Fig. 6: Classification of dynein–dynactin adaptors into three subfamilies with different LIC1 interactions.

a–c Residues L444, L451, F447, and F448 (bold) on the hydrophobic side of the LIC1 helix insert into a hydrophobic cleft in all the adaptors, which use different folds and different protein–protein contacts to binds this helix (see also Supplementary Fig. 6): CC1-box (magenta), EF-hand pair (orange), and HOOK domain (dark green). Based on this interaction, the adaptors fall into three subfamilies, each containing several members with different domain architectures (for a complete list see Supplemental Table 1). C-terminal to the LIC1-binding site, all the adaptors present a coiled-coil segment (striped cyan) that binds the dynactin actin-like filament and provides part of the binding interface for the dynein tails^5,9,12. C-terminal to the dynactin-binding coiled-coil, the adaptors have the Spindly motif (light green) that interacts with subunits p25/p27 at the pointed end of the dynactin complex (see also Supplementary Fig. 5). d Schematic representation of the LIC1–adaptor interaction within the context of dynein–dynactin–adaptor complexes.

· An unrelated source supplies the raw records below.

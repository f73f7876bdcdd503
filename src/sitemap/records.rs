use chrono::{DateTime, Utc};
use serde::de::DeserializeOwned;
use serde::Deserialize;

use super::entry::{ChangeFrequency, SitemapEntry};
use crate::utils::path_segment;

/// Shared inputs for turning backend records into absolute page URLs
#[derive(Debug, Clone)]
pub struct EntryContext<'a> {
    pub site_url: &'a str,
    pub country_code: &'a str,
    pub generated_at: DateTime<Utc>,
}

impl<'a> EntryContext<'a> {
    /// Absolute URL for a path below the country prefix. An empty path is the
    /// country home page.
    pub fn url(&self, path: &str) -> String {
        let base = format!("{}/{}", self.site_url.trim_end_matches('/'), self.country_code);
        let path = path.trim_matches('/');
        if path.is_empty() {
            base
        } else {
            format!("{}/{}", base, path)
        }
    }

    fn modified(&self, updated_at: Option<DateTime<Utc>>) -> DateTime<Utc> {
        updated_at.unwrap_or(self.generated_at)
    }
}

/// A backend list item that maps onto at most one sitemap entry
pub trait SitemapRecord: DeserializeOwned + Send {
    /// `None` when a required path segment is blank, since the page it would
    /// point at does not exist.
    fn to_entry(&self, ctx: &EntryContext<'_>) -> Option<SitemapEntry>;
}

/// Identifiers keep their case; only characters unsafe in a path are escaped
fn id_segment(id: &str) -> Option<String> {
    let id = id.trim();
    if id.is_empty() {
        return None;
    }
    Some(urlencoding::encode(id).into_owned())
}

#[derive(Debug, Clone, Deserialize)]
#[serde(rename_all = "camelCase")]
pub struct StateRecord {
    pub state_value: String,
    #[serde(default)]
    pub updated_at: Option<DateTime<Utc>>,
}

impl SitemapRecord for StateRecord {
    fn to_entry(&self, ctx: &EntryContext<'_>) -> Option<SitemapEntry> {
        Some(SitemapEntry::new(
            ctx.url(&path_segment(&self.state_value)?),
            ctx.modified(self.updated_at),
            ChangeFrequency::Daily,
            0.9,
        ))
    }
}

#[derive(Debug, Clone, Deserialize)]
#[serde(rename_all = "camelCase")]
pub struct CategoryRecord {
    pub state_value: String,
    pub category_value: String,
    #[serde(default)]
    pub updated_at: Option<DateTime<Utc>>,
}

impl SitemapRecord for CategoryRecord {
    fn to_entry(&self, ctx: &EntryContext<'_>) -> Option<SitemapEntry> {
        let path = format!("{}/{}", path_segment(&self.state_value)?, path_segment(&self.category_value)?);
        Some(SitemapEntry::new(ctx.url(&path), ctx.modified(self.updated_at), ChangeFrequency::Daily, 0.9))
    }
}

#[derive(Debug, Clone, Deserialize)]
#[serde(rename_all = "camelCase")]
pub struct BrandRecord {
    pub state_value: String,
    pub category_value: String,
    pub brand_value: String,
    #[serde(default)]
    pub updated_at: Option<DateTime<Utc>>,
}

impl SitemapRecord for BrandRecord {
    fn to_entry(&self, ctx: &EntryContext<'_>) -> Option<SitemapEntry> {
        let path = format!(
            "{}/rent/{}/{}",
            path_segment(&self.state_value)?,
            path_segment(&self.category_value)?,
            path_segment(&self.brand_value)?
        );
        Some(SitemapEntry::new(ctx.url(&path), ctx.modified(self.updated_at), ChangeFrequency::Weekly, 0.8))
    }
}

#[derive(Debug, Clone, Deserialize)]
#[serde(rename_all = "camelCase")]
pub struct ListingRecord {
    pub state_value: String,
    pub category_value: String,
    #[serde(default)]
    pub updated_at: Option<DateTime<Utc>>,
}

impl SitemapRecord for ListingRecord {
    fn to_entry(&self, ctx: &EntryContext<'_>) -> Option<SitemapEntry> {
        let path = format!("{}/listing/{}", path_segment(&self.state_value)?, path_segment(&self.category_value)?);
        Some(SitemapEntry::new(ctx.url(&path), ctx.modified(self.updated_at), ChangeFrequency::Daily, 0.8))
    }
}

#[derive(Debug, Clone, Deserialize)]
#[serde(rename_all = "camelCase")]
pub struct CityListingRecord {
    pub state_value: String,
    pub category_value: String,
    pub city_value: String,
    #[serde(default)]
    pub updated_at: Option<DateTime<Utc>>,
}

impl SitemapRecord for CityListingRecord {
    fn to_entry(&self, ctx: &EntryContext<'_>) -> Option<SitemapEntry> {
        let path = format!(
            "{}/listing/{}/city/{}",
            path_segment(&self.state_value)?,
            path_segment(&self.category_value)?,
            path_segment(&self.city_value)?
        );
        Some(SitemapEntry::new(ctx.url(&path), ctx.modified(self.updated_at), ChangeFrequency::Daily, 0.7))
    }
}

#[derive(Debug, Clone, Deserialize)]
#[serde(rename_all = "camelCase")]
pub struct VehicleRecord {
    pub state_value: String,
    pub category_value: String,
    pub brand_value: String,
    pub vehicle_title: String,
    pub vehicle_code: String,
    #[serde(default)]
    pub vehicle_photos: Vec<String>,
    #[serde(default)]
    pub updated_at: Option<DateTime<Utc>>,
}

impl SitemapRecord for VehicleRecord {
    fn to_entry(&self, ctx: &EntryContext<'_>) -> Option<SitemapEntry> {
        let path = format!(
            "{}/rent/{}/{}/{}/for-rent/{}",
            path_segment(&self.state_value)?,
            path_segment(&self.category_value)?,
            path_segment(&self.brand_value)?,
            path_segment(&self.vehicle_title)?,
            id_segment(&self.vehicle_code)?
        );
        Some(
            SitemapEntry::new(ctx.url(&path), ctx.modified(self.updated_at), ChangeFrequency::Daily, 0.7)
                .with_images(&self.vehicle_photos),
        )
    }
}

#[derive(Debug, Clone, Deserialize)]
#[serde(rename_all = "camelCase")]
pub struct VehicleSeriesRecord {
    pub state_value: String,
    pub category_value: String,
    pub brand_value: String,
    pub vehicle_series: String,
    #[serde(default)]
    pub updated_at: Option<DateTime<Utc>>,
}

impl SitemapRecord for VehicleSeriesRecord {
    fn to_entry(&self, ctx: &EntryContext<'_>) -> Option<SitemapEntry> {
        let path = format!(
            "{}/rent/{}/{}/{}",
            path_segment(&self.state_value)?,
            path_segment(&self.category_value)?,
            path_segment(&self.brand_value)?,
            path_segment(&self.vehicle_series)?
        );
        Some(SitemapEntry::new(ctx.url(&path), ctx.modified(self.updated_at), ChangeFrequency::Weekly, 0.6))
    }
}

#[derive(Debug, Clone, Deserialize)]
#[serde(rename_all = "camelCase")]
pub struct BlogRecord {
    pub blog_id: String,
    pub blog_title: String,
    #[serde(default)]
    pub blog_image: Option<String>,
    #[serde(default)]
    pub updated_at: Option<DateTime<Utc>>,
}

impl SitemapRecord for BlogRecord {
    fn to_entry(&self, ctx: &EntryContext<'_>) -> Option<SitemapEntry> {
        let path = format!("blog/{}/{}", path_segment(&self.blog_title)?, id_segment(&self.blog_id)?);
        Some(
            SitemapEntry::new(ctx.url(&path), ctx.modified(self.updated_at), ChangeFrequency::Weekly, 0.6)
                .with_images(self.blog_image.iter()),
        )
    }
}

#[derive(Debug, Clone, Deserialize)]
#[serde(rename_all = "camelCase")]
pub struct CompanyRecord {
    pub company_id: String,
    pub company_name: String,
    #[serde(default)]
    pub company_logo: Option<String>,
    #[serde(default)]
    pub updated_at: Option<DateTime<Utc>>,
}

impl SitemapRecord for CompanyRecord {
    fn to_entry(&self, ctx: &EntryContext<'_>) -> Option<SitemapEntry> {
        let path = format!("profile/{}/{}", path_segment(&self.company_name)?, id_segment(&self.company_id)?);
        Some(
            SitemapEntry::new(ctx.url(&path), ctx.modified(self.updated_at), ChangeFrequency::Monthly, 0.5)
                .with_images(self.company_logo.iter()),
        )
    }
}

A prototypical adaptor is depicted (cyan), showing the variable (tunable) interaction with the LIC1 helix near CapZαβ at the barbed end of the dynactin filament, the coiled-coil segment that binds dynein–dynactin, and the Spindly motif. C-terminal to the Spindly motif the adaptors differ the most. This variable region is directly or indirectly responsible for the recruitment of specific cargoes. e Members of the RILP and JIP family share some features with the dynein–dynactin adaptors, including the ability to bind LIC1, but are unlikely to activate processive motility¹.